Volume 2, Issue 1

New Models Mean New Questions: How the ATTC Technology Transfer Model Suggests New Directions for Research
By Hannah K. Knudsen, Ph.D.

The Addiction Technology Transfer Center (ATTC) Network Technology Transfer (TT) Workgroup is to be commended for a cogent synthesis of core concepts from the ever-growing literature on technology transfer. This clearly written document offers definitions that should create a common language to facilitate discussions among diverse stakeholders about how technology transfer is a process rather than a discrete event.

While the literature on technology transfer, diffusion of innovations, and implementation science is expanding rapidly, the definitions of these core concepts highlight how much additional research is needed beyond multi-site clinical trials on the effectiveness of treatment interventions. The TT Workgroup describes “translation” as the stage where training packages and resources related to the intervention are made ready for “dissemination,” or the stage where awareness of intervention is promoted. The intersection of translation and dissemination is perhaps one of the areas in technology transfer where we need to know more.

Research is needed about whether the training packages developed for effective interventions are themselves effective in raising awareness and building knowledge. In addition, broader questions need to be addressed about the optimal strategies for dissemination:

What are the best modes for disseminating information about new interventions, particularly given the needs of adult learners?

What types of “messages” in these training packages are most persuasive to clinicians?

Are statistics and scientific evidence more persuasive than the narrative stories of individuals who have been helped by the intervention, or would dissemination packages be more effective if they combined these two types of messages?

To what extent can new social media be utilized to increase dissemination?

 And at the same time, how can dissemination be accomplished for the programs that are at-risk of being “left behind” due to minimal access to computer resources, limited networking with other providers, and a lack of financial resources to support travel to face-to-face training events?

Given the growing number of evidence-based practices, is there a risk that dissemination efforts will start to become “white noise” that fails to get the attention of providers?

As the ATTC Technology Transfer Workgroup rightly notes, adoption is a process of decision-making about whether an intervention is going to be used. The decision-making aspect of technology transfer is actually an understudied topic. While researchers have made progress on identifying the types of programs that are more likely to adopt an evidence-based practice, less is known about how decisions get made:

For example, for an administrator considering adoption of buprenorphine, what are the key factors that that he or she considers?

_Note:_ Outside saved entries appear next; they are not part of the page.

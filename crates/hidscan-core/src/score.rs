//! 合理性评分：已识别标签字节的出现频率
use crate::tags::TAG_SET;

/// 候选切片的评分结果
#[derive(Debug, Clone, Copy, PartialEq, Eq)]
pub struct Score {
    /// 属于标签集合的字节数（按出现次数计）
    pub tag_bytes: usize,
    pub len: usize,
}

impl Score {
    pub fn of(bytes: &[u8]) -> Self {
        Self { tag_bytes: TAG_SET.count_in(bytes), len: bytes.len() }
    }

    pub fn density(&self) -> f64 {
        if self.len == 0 { return 0.0; }
        self.tag_bytes as f64 / self.len as f64
    }

    /// 浮点乘积直接与计数比较，不对阈值取整
    pub fn passes(&self, min_density: f64) -> bool {
        self.tag_bytes as f64 >= self.len as f64 * min_density
    }
}

/// 判定切片是否“像”一个报告描述符
pub fn is_plausible(bytes: &[u8], min_density: f64) -> bool {
    Score::of(bytes).passes(min_density)
}

#[cfg(test)]
mod tests {
    use super::*;

    #[test]
    fn exact_threshold_is_accepted() {
        let mut bytes = [0u8; 10];
        bytes[0] = 0x05;
        bytes[5] = 0xC0;
        assert_eq!(Score::of(&bytes).tag_bytes, 2);
        assert!(is_plausible(&bytes, 0.2));

        bytes[5] = 0x00;
        assert!(!is_plausible(&bytes, 0.2));
    }

    #[test]
    fn threshold_is_not_rounded() {
        // 11 * 0.2 = 2.2：2 个标签不够，3 个才够
        let mut bytes = [0u8; 11];
        bytes[0] = 0x05;
        bytes[1] = 0x09;
        assert!(!is_plausible(&bytes, 0.2));
        bytes[2] = 0x75;
        assert!(is_plausible(&bytes, 0.2));
    }

    #[test]
    fn density() {
        let s = Score::of(&[0x05, 0x00, 0x09, 0x00]);
        assert_eq!(s.density(), 0.5);
        assert_eq!(Score::of(&[]).density(), 0.0);
    }

    #[test]
    fn zero_threshold_accepts_anything() {
        assert!(is_plausible(&[0x00; 64], 0.0));
    }
}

How much weight do they give to the potential increase in client retention versus the costs associated with contracting with a physician?

How much more effective does buprenorphine need to be than the current standard of care to be attractive to a given treatment program?

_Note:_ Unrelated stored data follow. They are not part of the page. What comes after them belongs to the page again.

use hidscan_core::{is_plausible, scan_buffer, ScanOptions, TAG_SET};
use proptest::prelude::*;

/// 逐字节推进的直译版本，用来对照 memchr 跳转的实现
fn reference_scan(buf: &[u8], min_len: usize, max_len: usize, min_density: f64) -> Vec<(usize, usize)> {
    let mut out = Vec::new();
    let mut offset = 0;
    while offset + min_len <= buf.len() {
        if buf[offset] != 0x05 {
            offset += 1;
            continue;
        }
        let mut depth = 0isize;
        let mut found = None;
        for end in offset..(offset + max_len).min(buf.len()) {
            match buf[end] {
                0xA1 => depth += 1,
                0xC0 => {
                    depth -= 1;
                    if depth <= 0 && end - offset + 1 >= min_len && is_plausible(&buf[offset..=end], min_density) {
                        found = Some(end);
                        break;
                    }
                }
                _ => {}
            }
        }
        match found {
            Some(end) => {
                out.push((offset, end));
                offset = end + 1;
            }
            None => offset += 1,
        }
    }
    out
}

/// 偏向标签字节的输入，否则随机数据几乎不产生候选
fn descriptor_ish_bytes(max: usize) -> impl Strategy<Value = Vec<u8>> {
    prop::collection::vec(
        prop_oneof![
            3 => any::<u8>(),
            1 => Just(0x05u8),
            1 => Just(0xA1u8),
            2 => Just(0xC0u8),
            1 => Just(0x09u8),
            1 => Just(0x00u8),
        ],
        0..max,
    )
}

fn options() -> impl Strategy<Value = ScanOptions> {
    (1usize..48, 0usize..128, 0u32..=10).prop_map(|(min_len, extra, tenths)| ScanOptions {
        min_len,
        max_len: min_len + extra,
        min_density: f64::from(tenths) / 10.0,
        ..ScanOptions::default()
    })
}

proptest! {
    #[test]
    fn candidates_satisfy_the_invariants(buf in descriptor_ish_bytes(600), opts in options()) {
        let found = scan_buffer(&buf, &opts).unwrap();
        let mut next_free = 0usize;
        for c in &found {
            prop_assert!(c.len() >= opts.min_len);
            prop_assert!(c.len() <= opts.max_len);
            prop_assert_eq!(c.bytes[0], 0x05);
            prop_assert_eq!(*c.bytes.last().unwrap(), 0xC0);
            prop_assert_eq!(c.bytes, &buf[c.offset..=c.end()]);
            prop_assert_eq!(c.score.tag_bytes, TAG_SET.count_in(c.bytes));
            prop_assert!(c.score.tag_bytes as f64 >= c.len() as f64 * opts.min_density);
            // 升序且互不重叠
            prop_assert!(c.offset >= next_free);
            next_free = c.end() + 1;
        }
    }

    #[test]
    fn matches_the_byte_by_byte_walk(buf in descriptor_ish_bytes(600), opts in options()) {
        let found: Vec<(usize, usize)> = scan_buffer(&buf, &opts)
            .unwrap()
            .iter()
            .map(|c| (c.offset, c.end()))
            .collect();
        prop_assert_eq!(found, reference_scan(&buf, opts.min_len, opts.max_len, opts.min_density));
    }

    #[test]
    fn scanning_is_idempotent(buf in descriptor_ish_bytes(400), opts in options()) {
        let first = scan_buffer(&buf, &opts).unwrap();
        let second = scan_buffer(&buf, &opts).unwrap();
        prop_assert_eq!(first, second);
    }

    #[test]
    fn short_buffers_yield_nothing(buf in descriptor_ish_bytes(32)) {
        let opts = ScanOptions { min_len: 32, ..ScanOptions::default() };
        prop_assert!(scan_buffer(&buf, &opts).unwrap().is_empty());
    }
}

Are they willing to increase efforts to attract more patients with private insurance who therefore have the means to pay for this treatment?

What role do opinion-leaders among the clinical staff and the board of directors have on this decision-making process?

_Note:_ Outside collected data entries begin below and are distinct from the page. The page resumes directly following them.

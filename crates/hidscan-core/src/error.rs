//! 错误类型
use thiserror::Error;

/// 扫描前即可判定的致命错误；I/O 错误由调用方以 anyhow 附带路径上下文传播
#[derive(Debug, Error)]
pub enum ScanError {
    #[error("min_len must be at least 1")]
    ZeroMinLen,

    #[error("min_len ({min_len}) is greater than max_len ({max_len})")]
    LengthRange { min_len: usize, max_len: usize },

    #[error("min_density must be a finite value in 0.0..=1.0, got {0}")]
    Density(f64),

    #[error("file is {size} bytes, exceeds max_file_size of {limit} bytes")]
    FileTooLarge { size: u64, limit: u64 },
}
//! HID 报告描述符候选扫描库
//!
//! 设计要点：
//! - 在无格式标记的二进制（固件镜像、内存转储）中定位疑似 USB HID 报告描述符。
//! - 起点：起始标签（默认 Usage Page 0x05）；终点：按 Collection 嵌套深度回到 <= 0 的 End Collection。
//! - 评分：已识别标签字节的频率 / 长度 >= 阈值（默认 0.2）。这是启发式，不是解析器。
//! - 候选按偏移升序产出，互不重叠；同一输入重复扫描结果一致。

mod boundary;
mod error;
mod options;
mod report;
mod scan;
mod score;
mod tags;
mod types;

pub use boundary::{find_end, ClosingPoints};
pub use error::ScanError;
pub use options::{ReportFormat, ScanOptions, ScanStats, DEFAULT_MAX_LEN, DEFAULT_MIN_DENSITY, DEFAULT_MIN_LEN};
pub use report::hex_dump;
pub use scan::{scan_buffer, scan_file_and_write, Candidate, CandidateScanner};
pub use score::{is_plausible, Score};
pub use tags::{TagSet, COLLECTION, END_COLLECTION, KNOWN_TAGS, TAG_SET, USAGE_PAGE};
pub use types::{OutputItem, TagCount};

Complicating matters even further is the fact that adoption decisions for psychosocial interventions fundamentally require that each individual clinician make the decision to try adding this intervention to their clinical practice. Some key questions for research include:

To what extent are the clinicians who adopt EBPs the ones who are already the “cream of the crop” (e.g., high performers with such strong skills that the clinical performance gains will actually be modest) or clinicians who realize that they need new strategies to increase client retention and treatment completion because too many of their patients are leaving treatment early?

Can clinicians really be persuaded to adopt EBPs that diverge from their current treatment model?

Implementation, or the incorporation of an innovation in routine practice, continues to be a stage of the technology transfer process that needs more research. To return to the example of medication-assisted treatment, we have a paper that is in press in Journal of Addiction Medicine that describes the average percentage of clients with opioid dependence or alcohol use disorders who are receiving the FDA-approved medications for these conditions (Knudsen et al., in press). In the subset of programs that had adopted MAT, the average rates of MAT implementation were 34% for opioid-dependent patients and 24% for clients with alcohol use disorders. The next question then is, “Why this gap in implementation?” When it comes to implementation of psychosocial EBPs, we need to understand whether clinicians incorporate an EBP with all their patients or treat it as one option from a menu of EBPs based on their patients’ characteristics. (And if the latter is the case, how do they decide which EBP for which patient?)  Finally, under what conditions will clinicians discontinue using an EBP?

The ATTC Technology Transfer Workgroup has distilled the core concepts of technology transfer into an easy-to-understand resource that should be valued by a range of stakeholders. Hopefully, this document will stimulate additional ideas for research in the emerging field of implementation science. When I read their article, it certainly generated a wide variety of ideas for new directions for my own work, and I hope others have a similar experience.